One of the most traumatic things for a child to experience is the loss of a parent whether through divorce or death. This is magnified for the foster child who has a history of this type in their past. Yet, life happens. Sometimes marriages break up and people get hurt. Sometimes loved ones are lost. How does a foster parent keep going after that loss has occurred? Should they even try?
I do not think that there is an easy answer to this question because there are so many factors to consider. First, how long has the child been with your family? Are you headed for adoption? Can you handle the emotional stress that is occurring and continue to offer a proper and stable home?

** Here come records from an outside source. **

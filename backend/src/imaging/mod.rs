pub mod normalize;
pub mod plausibility;
pub mod upload;

pub use normalize::{NormalizedTensor, normalize};
pub use plausibility::is_likely_xray;
pub use upload::{DeclaredType, UploadError, UploadedImage};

I know a young girl who was faced with this exact heartache. She lost her husband in an accident and was left with 5 children- 3 biological, 2 foster. The children had been with them many years and were to be adopted but the game had changed. The family not only lost the father figure, it also lost the main breadwinner. The questions that had to be dealt with were painfully clear. Should the mother keep the foster children under her roof as they had been for years? Could she possibly meet their emotional needs, the ones of her biological children and still cope with the loss?

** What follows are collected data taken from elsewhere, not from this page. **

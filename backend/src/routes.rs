use std::path::PathBuf;

use actix_files::Files;
use actix_multipart::Multipart;
use actix_web::{Error, HttpResponse, web};
use futures::{StreamExt, TryStreamExt};
use log::{error, info, warn};
use shared::{ErrorResponse, HealthResponse, PredictionResponse, SessionId, UploadResponse};

use crate::guidance::guidance;
use crate::imaging::{DeclaredType, UploadError, UploadedImage};
use crate::pipeline::{InferencePipeline, PipelineError, Session, SessionState};
use crate::sessions::{ScoringGuard, SessionError, SessionStore};

#[derive(Debug, Clone, Copy)]
pub struct UploadLimits {
    pub max_bytes: usize,
}

#[derive(Debug, thiserror::Error)]
enum UploadFailure {
    #[error(transparent)]
    Upload(#[from] UploadError),
    #[error(transparent)]
    Pipeline(#[from] PipelineError),
}

pub fn configure_routes(cfg: &mut web::ServiceConfig, static_dir: Option<PathBuf>) {
    cfg.service(web::resource("/api/health").route(web::get().to(health)))
        .service(web::resource("/api/guidance").route(web::get().to(get_guidance)))
        .service(web::resource("/api/uploads").route(web::post().to(handle_upload)))
        .service(
            web::resource("/api/uploads/{session_id}/predict")
                .route(web::post().to(handle_predict)),
        );

    if let Some(dir) = static_dir {
        cfg.service(Files::new("/", dir).index_file("index.html"));
    }
}

fn error_json(error: impl ToString) -> ErrorResponse {
    ErrorResponse {
        error: error.to_string(),
    }
}

fn upload_error_response(err: &UploadError) -> HttpResponse {
    let body = error_json(err);
    match err {
        UploadError::Empty | UploadError::Decode(_) => HttpResponse::BadRequest().json(body),
        UploadError::TooLarge { .. } => HttpResponse::PayloadTooLarge().json(body),
        UploadError::UnsupportedFormat(_) => HttpResponse::UnsupportedMediaType().json(body),
    }
}

async fn health(pipeline: web::Data<InferencePipeline>) -> HttpResponse {
    HttpResponse::Ok().json(HealthResponse {
        status: "ok".to_string(),
        classifier: pipeline.classifier_name().to_string(),
        plausibility_check: pipeline.options().plausibility_check,
    })
}

async fn get_guidance() -> HttpResponse {
    HttpResponse::Ok().json(guidance())
}

async fn handle_upload(
    pipeline: web::Data<InferencePipeline>,
    store: web::Data<SessionStore>,
    limits: web::Data<UploadLimits>,
    mut payload: Multipart,
) -> Result<HttpResponse, Error> {
    let max_bytes = limits.max_bytes;
    let mut upload: Option<(Vec<u8>, DeclaredType)> = None;

    while let Some(mut field) = payload.try_next().await? {
        let declared = DeclaredType {
            file_name: field
                .content_disposition()
                .and_then(|cd| cd.get_filename())
                .map(str::to_string),
            content_type: field.content_type().map(|m| m.essence_str().to_string()),
        };

        let mut image_data = Vec::new();
        while let Some(chunk) = field.next().await {
            let data = chunk?;
            if image_data.len() + data.len() > max_bytes {
                let err = UploadError::TooLarge {
                    size: image_data.len() + data.len(),
                    limit: max_bytes,
                };
                warn!("Upload refused: {}", err);
                return Ok(upload_error_response(&err));
            }
            image_data.extend_from_slice(&data);
        }

        if upload.is_none() && !image_data.is_empty() {
            upload = Some((image_data, declared));
        }
    }

    let Some((bytes, declared)) = upload else {
        return Ok(upload_error_response(&UploadError::Empty));
    };

    let worker_pipeline = pipeline.clone();
    let outcome = web::block(move || -> Result<Session, UploadFailure> {
        let image = UploadedImage::decode(&bytes, &declared, max_bytes)?;
        let mut session = Session::new();
        session.upload(&worker_pipeline, image)?;
        Ok(session)
    })
    .await;

    let session = match outcome {
        Ok(Ok(session)) => session,
        Ok(Err(UploadFailure::Upload(e))) => {
            warn!("Upload refused: {}", e);
            return Ok(upload_error_response(&e));
        }
        Ok(Err(e)) => {
            error!("Upload processing failed: {}", e);
            return Ok(HttpResponse::InternalServerError().json(error_json(e)));
        }
        Err(e) => {
            error!("Upload worker failed: {}", e);
            return Ok(HttpResponse::InternalServerError().json(error_json(e)));
        }
    };

    let (width, height, channels) = match session.state() {
        SessionState::Rejected(rejection) => {
            return Ok(HttpResponse::Ok().json(UploadResponse::Rejected {
                message: rejection.message.clone(),
                detail: rejection.detail.clone(),
            }));
        }
        SessionState::Ready(prepared) => (prepared.width, prepared.height, prepared.channels),
        other => {
            error!("Upload left session in state {}", other.name());
            return Ok(HttpResponse::InternalServerError()
                .json(error_json("Unexpected session state")));
        }
    };

    match store.insert(session) {
        Ok(session_id) => {
            info!(
                "Accepted {}x{} upload ({} channel) as session {}",
                width, height, channels, session_id
            );
            Ok(HttpResponse::Ok().json(UploadResponse::Ready {
                session_id,
                width,
                height,
                channels,
            }))
        }
        Err(e) => {
            error!("Failed to store session: {}", e);
            Ok(HttpResponse::InternalServerError().json(error_json(e)))
        }
    }
}

async fn handle_predict(
    pipeline: web::Data<InferencePipeline>,
    store: web::Data<SessionStore>,
    path: web::Path<String>,
) -> HttpResponse {
    let raw_id = path.into_inner();
    let session_id = match SessionId::parse(&raw_id) {
        Ok(id) => id,
        Err(_) => {
            return HttpResponse::BadRequest().json(error_json("Invalid session id format"));
        }
    };

    let prepared = match store.begin_scoring(session_id) {
        Ok(prepared) => prepared,
        Err(e @ SessionError::NotFound(_)) => {
            warn!("{}", e);
            return HttpResponse::NotFound().json(error_json(e));
        }
        Err(e @ SessionError::Conflict { .. }) => {
            warn!("{}", e);
            return HttpResponse::Conflict().json(error_json(e));
        }
        Err(e) => {
            error!("{}", e);
            return HttpResponse::InternalServerError().json(error_json(e));
        }
    };

    // discards the session on failure or when this future is dropped
    let guard = ScoringGuard::new(store.get_ref().clone(), session_id);

    let worker_pipeline = pipeline.clone();
    let outcome = web::block(move || worker_pipeline.score(&prepared)).await;

    let failure = match outcome {
        Ok(Ok(verdict)) => {
            if let Err(e) = guard.finish(verdict) {
                warn!("Could not close session {}: {}", session_id, e);
            }
            return HttpResponse::Ok().json(PredictionResponse::new(session_id, verdict));
        }
        Ok(Err(e)) => e.to_string(),
        Err(e) => e.to_string(),
    };

    error!("Prediction failed for session {}: {}", session_id, failure);
    drop(guard);
    HttpResponse::InternalServerError().json(error_json(format!(
        "Model inference error: {failure}"
    )))
}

She did. She kept the foster children (who are now adopted.) She hit rock bottom. She struggled but she held on because she knew that all of the children in her care were important. She had invested so much into her foster children and loved them as though they were her own- how could she lose them too? Surprisingly, the case worker agreed. I am not certain how often this occurs but in this case, it did. The years have passed for this young mother with a big heart. She grieved. Her children grieved. One day, things looked brighter. They missed what they had lost but crept forward. Today, she is remarried. The children appear to be normal. They have felt the sting of loss, so some of the innocence is lost but they have survived- together. Their family unit continues to strengthen. It is a beautiful picture of a life well lived.
It is because of this one example; I believe that anything is possible for all children. Every child deserves a home. That is no guarantee of perfection but love and dedication.